The exciting part of a game like that one is all the scoring threats that in the end fail to generate a single run. Three times in extra innings--or maybe one was in the eighth or ninth inning, I can't remember for sure--the Indians failed to score after getting their lead-off batter to second base with no outs. In each instance, the second batter tried to bunt the runner over to third base, but the attempted sacrifice was never successfully executed and the Twins escaped each time without allowing a run. This failure was the predictable occasion for disquisitions from ESPN's announcers on the sorry state of fundamental skills possessed by the modern big-leaguer. They carried on and on and eventually I conceived of some complaints of my own. For example, does it make very much sense to call for a sacrifice bunt in the situation the Indians were in? The calculation is obviously that you have a much better chance of scoring a run with a runner on third and one out, compared to a runner on second and no outs. Is that really true? I'm sure a sabermetrician could answer, but even if more runners score from third with one out than from second with none, the chance of a failed sacrifice has to enter into the calculation, too: instead of giving up an out to move along a runner, you might just give up an out--that's what the Indians did three times on Wednesday. Moreover, they were the visiting team, so, as Sano proved in the fourteenth inning, one run wasn't for them necessarily decisive. Maybe a runner on third with one out is more likely to score than a runner on second with no outs, but, if you want to score more than once, it's plain which scenario is preferable.
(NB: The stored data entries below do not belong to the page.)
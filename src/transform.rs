use chrono::{DateTime, NaiveDate, NaiveDateTime, Utc};
use serde::de::IgnoredAny;
use serde::{Deserialize, Deserializer};

use crate::domain::{Document, Filing, canonical_id, is_accepted_form};

pub const SHORT_DATE_FORMAT: &str = "%Y-%m-%d";
pub const LAST_MODIFIED_FORMAT: &str = "%Y-%m-%d %H:%M:%S";

#[derive(Debug, Clone, Default, Deserialize)]
pub struct FilingsPayload {
    #[serde(default)]
    pub name: Option<String>,
    #[serde(default)]
    pub cik: Option<String>,
    #[serde(default)]
    pub filings: FilingsBlock,
}

#[derive(Debug, Clone, Default, Deserialize)]
pub struct FilingsBlock {
    #[serde(default)]
    pub recent: RecentFilings,
}

#[derive(Debug, Clone, Default, Deserialize)]
#[serde(rename_all = "camelCase")]
pub struct RecentFilings {
    #[serde(default)]
    pub accession_number: Vec<String>,
    #[serde(default)]
    pub form: Vec<String>,
    #[serde(default)]
    pub filing_date: Vec<String>,
    #[serde(default)]
    pub report_date: Vec<String>,
    #[serde(default)]
    pub acceptance_date_time: Vec<String>,
}

#[derive(Debug, Clone, Default, Deserialize)]
pub struct DirectoryPayload {
    #[serde(default)]
    pub directory: DirectoryBlock,
}

#[derive(Debug, Clone, Default, Deserialize)]
pub struct DirectoryBlock {
    #[serde(default, rename = "item")]
    pub items: Vec<DirectoryItem>,
}

#[derive(Debug, Clone, Deserialize)]
pub struct DirectoryItem {
    pub name: String,
    #[serde(default)]
    pub size: Option<RawSize>,
    #[serde(default, rename = "last-modified", deserialize_with = "lenient_text")]
    pub last_modified: Option<String>,
}

/// The directory endpoint reports sizes as strings, sometimes empty. Any other
/// shape is kept as `Other` and reads as an unknown size.
#[derive(Debug, Clone, Deserialize)]
#[serde(untagged)]
pub enum RawSize {
    Number(u64),
    Text(String),
    Other(IgnoredAny),
}

impl RawSize {
    pub fn parse(&self) -> Option<u64> {
        match self {
            RawSize::Number(value) => Some(*value),
            RawSize::Text(value) => value.trim().parse().ok(),
            RawSize::Other(_) => None,
        }
    }
}

fn lenient_text<'de, D: Deserializer<'de>>(deserializer: D) -> Result<Option<String>, D::Error> {
    Ok(match serde_json::Value::deserialize(deserializer)? {
        serde_json::Value::String(value) => Some(value),
        _ => None,
    })
}

pub fn to_filings(payload: FilingsPayload) -> Vec<Filing> {
    let recent = payload.filings.recent;
    let mut filings = Vec::new();
    for (index, form) in recent.form.iter().enumerate() {
        if !is_accepted_form(form) {
            continue;
        }
        let Some(raw_id) = recent.accession_number.get(index) else {
            tracing::debug!(index, form = %form, "record without accession number");
            continue;
        };
        filings.push(Filing {
            canonical_id: canonical_id(raw_id),
            raw_id: raw_id.clone(),
            form: form.clone(),
            filing_date: field(&recent.filing_date, index).and_then(parse_short_date),
            report_date: field(&recent.report_date, index).and_then(parse_short_date),
            acceptance_date: field(&recent.acceptance_date_time, index)
                .and_then(parse_acceptance_date),
        });
    }
    filings
}

pub fn to_directory(payload: DirectoryPayload) -> Vec<Document> {
    payload
        .directory
        .items
        .into_iter()
        .map(|item| {
            let mut document = Document::new(item.name);
            document.size = item.size.as_ref().and_then(RawSize::parse);
            document.last_modified = item.last_modified.as_deref().and_then(parse_last_modified);
            document
        })
        .collect()
}

fn field(values: &[String], index: usize) -> Option<&str> {
    values.get(index).map(String::as_str)
}

pub fn parse_short_date(value: &str) -> Option<NaiveDate> {
    NaiveDate::parse_from_str(value, SHORT_DATE_FORMAT).ok()
}

pub fn parse_acceptance_date(value: &str) -> Option<DateTime<Utc>> {
    DateTime::parse_from_rfc3339(value)
        .ok()
        .map(|value| value.with_timezone(&Utc))
}

pub fn parse_last_modified(value: &str) -> Option<NaiveDateTime> {
    NaiveDateTime::parse_from_str(value, LAST_MODIFIED_FORMAT).ok()
}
Finally, if it's so obvious that these guys can't bunt, why insist that they try? Teach them first. You're trying to win the game, right? So don't ask a bad bunter to bunt. I can understand why they might be bad bunters. Every one of them has until they got to the major leagues been one of the top hitters on every team they've been on, and you don't ask your best hitters to bunt. It reminds me of a friend of mine who went to medical school and, on his first day at the hospital, became a big joke with the nurses on account of his abject horror at the prospect of having to draw blood from a patient. He had a lot going for him but why did they suppose he'd be able to draw blood?
Unless the guy can bunt, swing away. It might be the best strategy for a good bunter, too.